Ktos w Was probował FX? Macie jakies rady? Spostrzeżenia?
Przede wszystkim wyklucz ze swojego umysłu wszelkie chęci "odrabiania tego co uciekło". To bardzo zgubne podejście. Zamkniete pozycje, czy to zyskowne czy stratne wykorzystuj tylko by wyciągnąc z nich wnioski, a nie licz ile muszisz odrobić. Nic nie musisz.
|
|
3 Grupa: SubskrybentP1
Dołączył: 2009-06-17 Wpisów: 753
Wysłane:
3 marca 2016 08:52:17
waszi napisał(a): Ktos w Was probował FX? Macie jakies rady? Spostrzeżenia?
Nie znam się więc sie wypowiem :) Ja widzę, że to historia taka jak większość forexowych...szczęście początkującego. Jak czytam Twoją przygodę i zestawiam ją z podobnymi to zaczynam myśleć, że to nie chodzi o żadne szczęście początkującego tylko fakt, że na samym początku sztywno trzymałeś się ustalonych zasad. Chyba w końcu spróbuję tego mitycznego FX'a. Jak to jest z wysokością dźwigni - ustala się ją na początku przy konfiguracji konta? Mogę sobie wybrać poziom lewarowania i po tym jest sztywny dla wszystkich transakcji?
|
|
2 Dołączył: 2011-08-17 Wpisów: 168
Wysłane:
3 marca 2016 10:32:28
Dzwignia jest raczej standardowa 1:100 Poczytaj info o koncie zanim je otworzysz.
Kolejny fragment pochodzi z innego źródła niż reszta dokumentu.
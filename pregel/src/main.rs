//! Run one algorithm over a JSON graph file
//!
//! ```text
//! pregel <graph.json> <algorithm> [params-json]
//! ```
//!
//! Every document collection of the file is a vertex collection and every
//! edge collection an edge collection. Status goes to the log, results to
//! stdout.

use std::sync::Arc;
use std::time::Duration;

use anyhow::Context;
use pregel::algorithm::AlgorithmRegistry;
use pregel::storage::{CollectionKind, MemoryGraphStore};
use pregel::{PregelConfig, PregelFeature};
use serde_json::Value;
use shared_types::{ExecutionState, PregelOptions, PregelStartRequest};
use tracing_subscriber::{layer::SubscriberExt, util::SubscriberInitExt, EnvFilter};

#[tokio::main]
async fn main() -> anyhow::Result<()> {
    tracing_subscriber::registry()
        .with(EnvFilter::try_from_default_env().unwrap_or_else(|_| "pregel=info".into()))
        .with(tracing_subscriber::fmt::layer())
        .init();

    let mut args = std::env::args().skip(1);
    let (Some(graph_path), Some(algorithm)) = (args.next(), args.next()) else {
        anyhow::bail!("usage: pregel <graph.json> <algorithm> [params-json]");
    };
    let params: Value = match args.next() {
        Some(raw) => serde_json::from_str(&raw).context("params must be a JSON document")?,
        None => Value::Null,
    };

    let config = PregelConfig::from_env()?;
    let store = MemoryGraphStore::from_path(&graph_path)
        .with_context(|| format!("failed to load graph from {graph_path}"))?;
    let request = PregelStartRequest {
        algorithm,
        vertex_collections: store.collection_names(CollectionKind::Document),
        edge_collections: store.collection_names(CollectionKind::Edge),
        options: PregelOptions {
            params,
            ..Default::default()
        },
    };
    let wait = config.worker_timeout * config.max_gss.min(u32::MAX as u64) as u32;

    let feature = PregelFeature::new(config, Arc::new(store), AlgorithmRegistry::with_builtins());
    tracing::info!(
        algorithm = %request.algorithm,
        vertices = ?request.vertex_collections,
        edges = ?request.edge_collections,
        "Starting execution"
    );
    let execution = feature.pregel_start(request).await?;
    let status = feature.wait_for(execution, wait.max(Duration::from_secs(1))).await?;
    tracing::info!(
        execution = %execution,
        state = %status.state,
        supersteps = status.superstep_count,
        runtime_secs = status.total_runtime,
        aggregators = %status.aggregators,
        "Execution finished"
    );

    if status.state != ExecutionState::Converged {
        feature.shutdown();
        anyhow::bail!(
            "execution {execution} ended {}: {}",
            status.state,
            status.error.unwrap_or_default()
        );
    }

    let results = feature.pregel_collect_results(execution).await?;
    println!("{}", serde_json::to_string_pretty(&results)?);
    feature.shutdown();
    Ok(())
}
//! Pregel - vertex-centric graph processing over sharded collections
//!
//! A conductor actor drives one execution through synchronized supersteps.
//! Worker actors, one per node, own the partitions placed on that node, run
//! the algorithm's vertex program and exchange messages with each other.
//! Aggregated global values flow through [`aggregator::AggregatorHandler`].
//!
//! [`feature::PregelFeature`] is the entry point: start, inspect, cancel an
//! execution and collect its results.

pub mod actors;
pub mod aggregator;
pub mod algorithm;
pub mod cluster;
pub mod config;
pub mod error;
pub mod feature;
pub mod storage;

pub use config::PregelConfig;
pub use error::PregelError;
pub use feature::{Conductor, PregelFeature};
Wczoraj po serii bledow mozg podpowiadał, "ee wez wloz 10% kapitału, jedno zawiosłowanie i bedzie super" ale nie nie :) bo tak sie czysci kapitał. Dzis zaczynam od naprawde mikro kwoty, ułamek procenta portfela.
Flesz, najzabawniejsze ze to wszystko wiem i pilnowalem tego w tamtym tygodniu. Jednak wczoraj dostałem jakiegos zamroczenia i z psychika cofnalem sie do kamienia łupanego. Ale juz dochodze do siebie, mozliwe ze ten post na forum pomogł, bo miał za zadanie przyznania sie do błedu i pewnego rodzaju oczyszczenia mysli.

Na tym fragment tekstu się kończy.